Real Madryt odwrócił wynik gry. Gwiazda wyrzucona z boiska!

PAP/EPA / PAP/EPA/Manuel Bruque / Vinicius Junior został antybohaterem meczu
PAP/EPA / PAP/EPA/Manuel Bruque / Vinicius Junior został antybohaterem meczu

W meczu Valencii z Realem Madryt było blisko sensacji. Gospodarze długo prowadzili 1:0. W końcówce, grający w dziesiątkę Królewscy, zdobyli dwie bramki i zwyciężyli 2:1.

W tym artykule dowiesz się o:

Punktując w zaległym spotkaniu 12. kolejki z Valencią, Real Madryt po raz pierwszy w sezonie zostałby liderem La Ligi. Swoje nadzieje mieli gospodarze, którzy kilka dni temu zmienili trenera.

Osłabiona brakiem kilku ważnych graczy drużyna Valencii weszła w mecz bez żadnych kompleksów. Jako pierwszy zaatakował jednak Real. Strzał Daniego Ceballosa w 6. minucie odbił Stole Dimitrievski.

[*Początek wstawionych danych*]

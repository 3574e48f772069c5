//! Implementations for the TwistCtrl state structure

// ---------------------------------------------------------------------------
// IMPORTS
// ---------------------------------------------------------------------------

// External
use log::{info, trace, warn};
use serde::Serialize;
use std::convert::Infallible;

// Internal
use super::*;
use crate::{pid::PidCtrl, yaw_ctrl::YawCtrl};
use comms_if::dbw::{BrakeCmd, PedalCmdType, SteeringCmd, ThrottleCmd};
use util::{
    archive::{Archived, Archiver, ArchiveError},
    maths::mph_to_mps,
    module::State,
    params,
    session::Session
};

// ---------------------------------------------------------------------------
// DATA STRUCTURES
// ---------------------------------------------------------------------------

/// Twist control module state
#[derive(Default)]
pub struct TwistCtrl {
    pub(crate) params: Params,

    pub(crate) config: VehicleConfig,

    /// Vehicle mass with an empty tank and passengers on board, derived from
    /// the configuration.
    ///
    /// Units: kilograms
    pub(crate) vehicle_mass_adj_kg: f64,

    /// Outer loop, speed error to demanded acceleration
    pub(crate) speed_pid: PidCtrl,

    /// Inner loop, acceleration error to throttle pedal
    pub(crate) accel_pid: PidCtrl,

    pub(crate) yaw_ctrl: YawCtrl,

    pub(crate) report: StatusReport,

    pub(crate) output: Option<DbwCmds>,

    /// Time of the last processed cycle
    time_s: f64,

    arch: Archiver,
}

/// Status report for TwistCtrl processing.
#[derive(Clone, Copy, Debug, Default, PartialEq, Serialize)]
pub struct StatusReport {
    pub state: CtrlState,

    /// Acceleration demanded by the speed loop, `None` on stale cycles.
    ///
    /// Units: meters/second^2
    pub req_accel_mss: Option<f64>,

    /// Units: meters/second^2
    pub filtered_accel_mss: f64,

    /// Estimated vehicle mass, `None` on stale cycles.
    ///
    /// Units: kilograms
    pub vehicle_mass_kg: Option<f64>,

    pub speed_integral: f64,

    pub accel_integral: f64,
}

/// One row of the TwistCtrl archive.
#[derive(Serialize)]
struct ArchRecord {
    time_s: f64,
    state: CtrlState,
    req_accel_mss: Option<f64>,
    filtered_accel_mss: f64,
    vehicle_mass_kg: Option<f64>,
    throttle_pedal: Option<f64>,
    brake_torque_nm: Option<f64>,
    steering_wheel_angle_rad: Option<f64>,
}

// ---------------------------------------------------------------------------
// ENUMERATIONS
// ---------------------------------------------------------------------------

/// State of the controller on a cycle.
#[derive(Clone, Copy, Debug, PartialEq, Eq, Serialize)]
pub enum CtrlState {
    /// No recent command, no output.
    Stale,

    /// Drive-by-wire not enabled, no output.
    Disabled,

    /// Actuator demands output.
    Active,
}

impl Default for CtrlState {
    fn default() -> Self {
        CtrlState::Stale
    }
}

// ---------------------------------------------------------------------------
// IMPLEMENTATIONS
// ---------------------------------------------------------------------------

impl State for TwistCtrl {
    type InitData = &'static str;
    type InitError = TwistCtrlError;

    type InputData = InputData;
    type OutputData = Option<DbwCmds>;
    type StatusReport = StatusReport;
    type ProcError = Infallible;

    /// Initialise the TwistCtrl module.
    ///
    /// Expected init data is the path to the parameter file. The default
    /// vehicle configuration is applied, use `reconfigure` to change it.
    fn init(&mut self, init_data: Self::InitData, session: &Session)
        -> Result<(), Self::InitError>
    {
        let params = params::load(init_data)
            .map_err(TwistCtrlError::ParamLoadError)?;

        self.setup(params)?;

        self.arch = Archiver::from_path(session, "twist_ctrl/twist_ctrl.csv")
            .map_err(TwistCtrlError::ArchiveError)?;

        Ok(())
    }

    /// Perform cyclic processing of Twist Control.
    fn proc(&mut self, input_data: &Self::InputData)
        -> Result<(Self::OutputData, Self::StatusReport), Self::ProcError>
    {
        let prev_state = self.report.state;

        self.time_s = input_data.now_s;
        self.output = self.calc_output(input_data);

        self.report.filtered_accel_mss = input_data.filtered_accel_mss;
        self.report.speed_integral = self.speed_pid.integral();
        self.report.accel_integral = self.accel_pid.integral();

        if prev_state != self.report.state {
            match self.report.state {
                CtrlState::Stale => warn!("Twist command is stale, demands stopped"),
                CtrlState::Disabled => info!("Drive-by-wire disabled"),
                CtrlState::Active => info!("Drive-by-wire active")
            }
        }

        trace!("TwistCtrl output: {:?}", self.output);

        Ok((self.output, self.report))
    }
}

impl Archived for TwistCtrl {
    fn write(&mut self) -> Result<(), ArchiveError> {
        let record = ArchRecord {
            time_s: self.time_s,
            state: self.report.state,
            req_accel_mss: self.report.req_accel_mss,
            filtered_accel_mss: self.report.filtered_accel_mss,
            vehicle_mass_kg: self.report.vehicle_mass_kg,
            throttle_pedal: self.output
                .and_then(|o| o.throttle)
                .map(|t| t.pedal_cmd),
            brake_torque_nm: self.output
                .and_then(|o| o.brake)
                .map(|b| b.pedal_cmd),
            steering_wheel_angle_rad: self.output
                .and_then(|o| o.steering)
                .map(|s| s.steering_wheel_angle_cmd_rad),
        };

        self.arch.serialise(record)
    }
}

impl TwistCtrl {

    /// Create a new controller from the given parameters with the default
    /// vehicle configuration. No archive is written.
    pub fn new(params: Params) -> Result<Self, TwistCtrlError> {
        let mut ctrl = Self::default();
        ctrl.setup(params)?;
        Ok(ctrl)
    }

    pub fn params(&self) -> &Params {
        &self.params
    }

    pub fn config(&self) -> &VehicleConfig {
        &self.config
    }

    /// The status report of the last cycle.
    pub fn report(&self) -> StatusReport {
        self.report
    }

    /// Vehicle mass including the given fuel level.
    ///
    /// Units: kilograms
    pub fn vehicle_mass_kg(&self, fuel_level_pct: f64) -> f64 {
        self.vehicle_mass_adj_kg
            + fuel_level_pct / 100.0
            * self.config.fuel_capacity_gal
            * GAS_DENSITY_KG_PER_GAL
    }

    /// Validate the parameters and build the controllers from them.
    fn setup(&mut self, params: Params) -> Result<(), TwistCtrlError> {
        params.validate()?;

        self.accel_pid.set_range(THROTTLE_PEDAL_RANGE.0, THROTTLE_PEDAL_RANGE.1);

        self.yaw_ctrl = YawCtrl::new(params.wheelbase_m, params.steering_ratio);
        self.yaw_ctrl.set_steering_wheel_angle_max(params.steering_wheel_angle_max_rad);

        self.params = params;

        self.reconfigure(VehicleConfig::default());

        Ok(())
    }

    /// Run the control cascade, updating the status report.
    fn calc_output(&mut self, input: &InputData) -> Option<DbwCmds> {
        let period_s = self.params.control_period_s();

        self.report = StatusReport::default();

        if input.cmd.is_stale(input.now_s, STALE_CMD_PERIODS * period_s) {
            self.speed_pid.reset_integrator();
            self.accel_pid.reset_integrator();
            self.report.state = CtrlState::Stale;
            return None;
        }

        let vehicle_mass_kg = self.vehicle_mass_kg(input.fuel_level_pct);
        self.report.vehicle_mass_kg = Some(vehicle_mass_kg);

        // ---- SPEED LOOP ----

        let cmd_vx_ms = input.cmd.twist.linear_ms;
        let vel_error_ms = cmd_vx_ms - input.actual.linear_ms;

        // Don't integrate while stopping or while the pedals aren't driven
        if cmd_vx_ms.abs() < mph_to_mps(STOP_SPEED_MPH) || !self.config.pub_pedals {
            self.speed_pid.reset_integrator();
        }

        let (decel_lim_mss, accel_lim_mss) = self.accel_limits(&input.cmd);
        self.speed_pid.set_range(-decel_lim_mss, accel_lim_mss);

        let mut accel_cmd_mss = self.speed_pid.step(vel_error_ms, period_s);

        // Hold the vehicle at standstill with at least the minimum brake
        // torque
        if cmd_vx_ms <= ZERO_SPEED_MS {
            accel_cmd_mss = accel_cmd_mss.min(
                -self.params.min_brake_torque_nm
                / vehicle_mass_kg
                / self.config.wheel_radius_m
            );
        }

        self.report.req_accel_mss = Some(accel_cmd_mss);

        if !input.enabled {
            self.speed_pid.reset_integrator();
            self.accel_pid.reset_integrator();
            self.report.state = CtrlState::Disabled;
            return None;
        }

        self.report.state = CtrlState::Active;

        // ---- ACCELERATION LOOP ----

        let throttle_pedal = if accel_cmd_mss >= 0.0 {
            self.accel_pid.step(
                accel_cmd_mss - input.filtered_accel_mss,
                period_s
            )
        }
        else {
            self.accel_pid.reset_integrator();
            0.0
        };

        let brake_torque_nm = if accel_cmd_mss < -self.config.brake_deadband_mss {
            -accel_cmd_mss * vehicle_mass_kg * self.config.wheel_radius_m
        }
        else {
            0.0
        };

        // ---- STEERING ----

        let steering_angle_rad = self.yaw_ctrl.get_steering_wheel_angle(
                cmd_vx_ms,
                input.cmd.twist.angular_rads,
                input.actual.linear_ms
            )
            + self.config.steer_kp
            * (input.cmd.twist.angular_rads - input.actual.angular_rads);

        let pub_pedals = self.config.pub_pedals;
        let pub_steering = self.config.pub_steering;

        Some(DbwCmds {
            throttle: if pub_pedals {
                Some(ThrottleCmd {
                    enable: true,
                    pedal_cmd_type: PedalCmdType::Percent,
                    pedal_cmd: throttle_pedal
                })
            } else { None },
            brake: if pub_pedals {
                Some(BrakeCmd {
                    enable: true,
                    pedal_cmd_type: PedalCmdType::Torque,
                    pedal_cmd: brake_torque_nm
                })
            } else { None },
            steering: if pub_steering {
                Some(SteeringCmd {
                    enable: true,
                    steering_wheel_angle_cmd_rad: steering_angle_rad
                })
            } else { None },
            req_accel_mss: accel_cmd_mss,
            filtered_accel_mss: input.filtered_accel_mss
        })
    }

    /// Get the `(deceleration, acceleration)` limits for the speed loop.
    ///
    /// Limits from the command are used if set, but can never exceed the
    /// configured maximums.
    fn accel_limits(&self, cmd: &CommandState) -> (f64, f64) {
        let cmd_lim = |l: f64| if l.abs() > 0.0 { l.abs() } else { DEFAULT_ACCEL_LIMIT_MSS };
        let cfg_lim = |l: f64| if l > 0.0 { l } else { DEFAULT_ACCEL_LIMIT_MSS };

        (
            cmd_lim(cmd.decel_limit_mss).min(cfg_lim(self.config.decel_max_mss)),
            cmd_lim(cmd.accel_limit_mss).min(cfg_lim(self.config.accel_max_mss))
        )
    }
}
//! Utility maths functions

// ---------------------------------------------------------------------------
// IMPORTS
// ---------------------------------------------------------------------------

use num_traits::Float;

// ---------------------------------------------------------------------------
// CONSTANTS
// ---------------------------------------------------------------------------

/// Meters per second in one mile per hour.
pub const MPS_PER_MPH: f64 = 0.44704;

// ---------------------------------------------------------------------------
// PUBLIC FUNCTIONS
// ---------------------------------------------------------------------------

/// Limit a value to the range `[min, max]`.
///
/// Unlike `f64::clamp` this does not panic if `min > max`, in which case the
/// bounds are swapped first.
pub fn clamp<T>(value: &T, min: &T, max: &T) -> T 
where
    T: Float
{
    let (lo, hi) = order(*min, *max);
    let mut ret = *value;

    if ret > hi {
        ret = hi
    }
    if ret < lo {
        ret = lo
    }

    ret
}

/// Return the pair `(a, b)` sorted so that the first element is the smallest.
pub fn order<T>(a: T, b: T) -> (T, T)
where
    T: Float
{
    (a.min(b), a.max(b))
}

/// Convert a speed in miles per hour to meters per second.
pub fn mph_to_mps(mph: f64) -> f64 {
    mph * MPS_PER_MPH
}

#[cfg(test)]
mod test {
    use super::*;

    #[test]
    fn test_clamp() {
        assert_eq!(clamp(&5f64, &0f64, &1f64), 1f64);
        assert_eq!(clamp(&-5f64, &0f64, &1f64), 0f64);
        assert_eq!(clamp(&0.5f64, &0f64, &1f64), 0.5f64);

        // Inverted bounds are reordered
        assert_eq!(clamp(&5f64, &1f64, &0f64), 1f64);
    }

    #[test]
    fn test_mph_to_mps() {
        assert!((mph_to_mps(1.0) - 0.44704).abs() < 1e-12);
        assert_eq!(mph_to_mps(0.0), 0.0);
    }
}
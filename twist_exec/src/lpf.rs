//! # First order low pass filter

// ---------------------------------------------------------------------------
// IMPORTS
// ---------------------------------------------------------------------------

use serde::Serialize;

// ---------------------------------------------------------------------------
// DATA STRUCTURES
// ---------------------------------------------------------------------------

/// An exponential smoothing filter parameterised by a time constant and the
/// period of the samples passed into it.
///
/// The first sample after creation or a reset is taken as the filter value
/// directly, otherwise a signal starting far from zero (like a fuel level)
/// would take several time constants to be trusted.
#[derive(Debug, Default, Clone, Serialize)]
pub struct LowPassFilter {
    /// Units: seconds
    tau_s: f64,

    /// Units: seconds
    sample_period_s: f64,

    /// Blend coefficient for new samples
    a: f64,

    value: f64,

    ready: bool,
}

// ---------------------------------------------------------------------------
// IMPLEMENTATIONS
// ---------------------------------------------------------------------------

impl LowPassFilter {

    pub fn new(tau_s: f64, sample_period_s: f64) -> Self {
        let mut lpf = Self::default();
        lpf.set_params(tau_s, sample_period_s);
        lpf
    }

    /// Set the time constant and sample period of the filter.
    ///
    /// The current value is kept. A time constant which is not positive
    /// disables filtering, each sample passes straight through.
    pub fn set_params(&mut self, tau_s: f64, sample_period_s: f64) {
        self.tau_s = tau_s;
        self.sample_period_s = sample_period_s;

        self.a = if tau_s > 0.0 && sample_period_s > 0.0 {
            sample_period_s / (tau_s + sample_period_s)
        }
        else {
            1.0
        };
    }

    /// Pass a new sample through the filter, returning the filtered value.
    pub fn filter(&mut self, sample: f64) -> f64 {
        if self.ready {
            self.value = (1.0 - self.a) * self.value + self.a * sample;
        }
        else {
            self.value = sample;
            self.ready = true;
        }

        self.value
    }

    /// The current filtered value, zero if no sample has been filtered yet.
    pub fn get(&self) -> f64 {
        self.value
    }

    /// Forget the filter history, the next sample will set the value directly.
    pub fn reset(&mut self) {
        self.value = 0.0;
        self.ready = false;
    }

    /// True once at least one sample has been filtered.
    pub fn is_ready(&self) -> bool {
        self.ready
    }

    pub fn coefficient(&self) -> f64 {
        self.a
    }
}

W kolejnych minutach to miejscowi byli dużo groźniejsi. Thibaut Courtois skutecznie interweniował po uderzeniach Hugo Duro (7. minuta) i pięć minut później Dimitriego Foulquiera.

Gospodarze swego dopięli w 27. minucie. Strzał z pola karnego Javiego Guerry odbił Courtois, a piłkę z bliska do siatki wbił Hugo Duro! Sędziowie jeszcze sprawdzali czy w akcji wcześniej nie doszło do faulu jednego z graczy Valencii. Powtórki pokazywały, że przewinienie mogło mieć miejsce, ale arbiter ostatecznie wskazał na środek.

ZOBACZ WIDEO: Piękny gest piłkarzy Chelsea. Nie zapomnieli o najmłodszych

Królewscy dopiero w końcówce premierowej odsłony przyspieszyli i zaczęli zagrażać Valencii. W 43. minucie przed świetną szansą znalazł się Ceballos, ale górą z opresji wyszedł Stole Dimitrievski, który nogą odbił strzał w sytuacji sam na sam.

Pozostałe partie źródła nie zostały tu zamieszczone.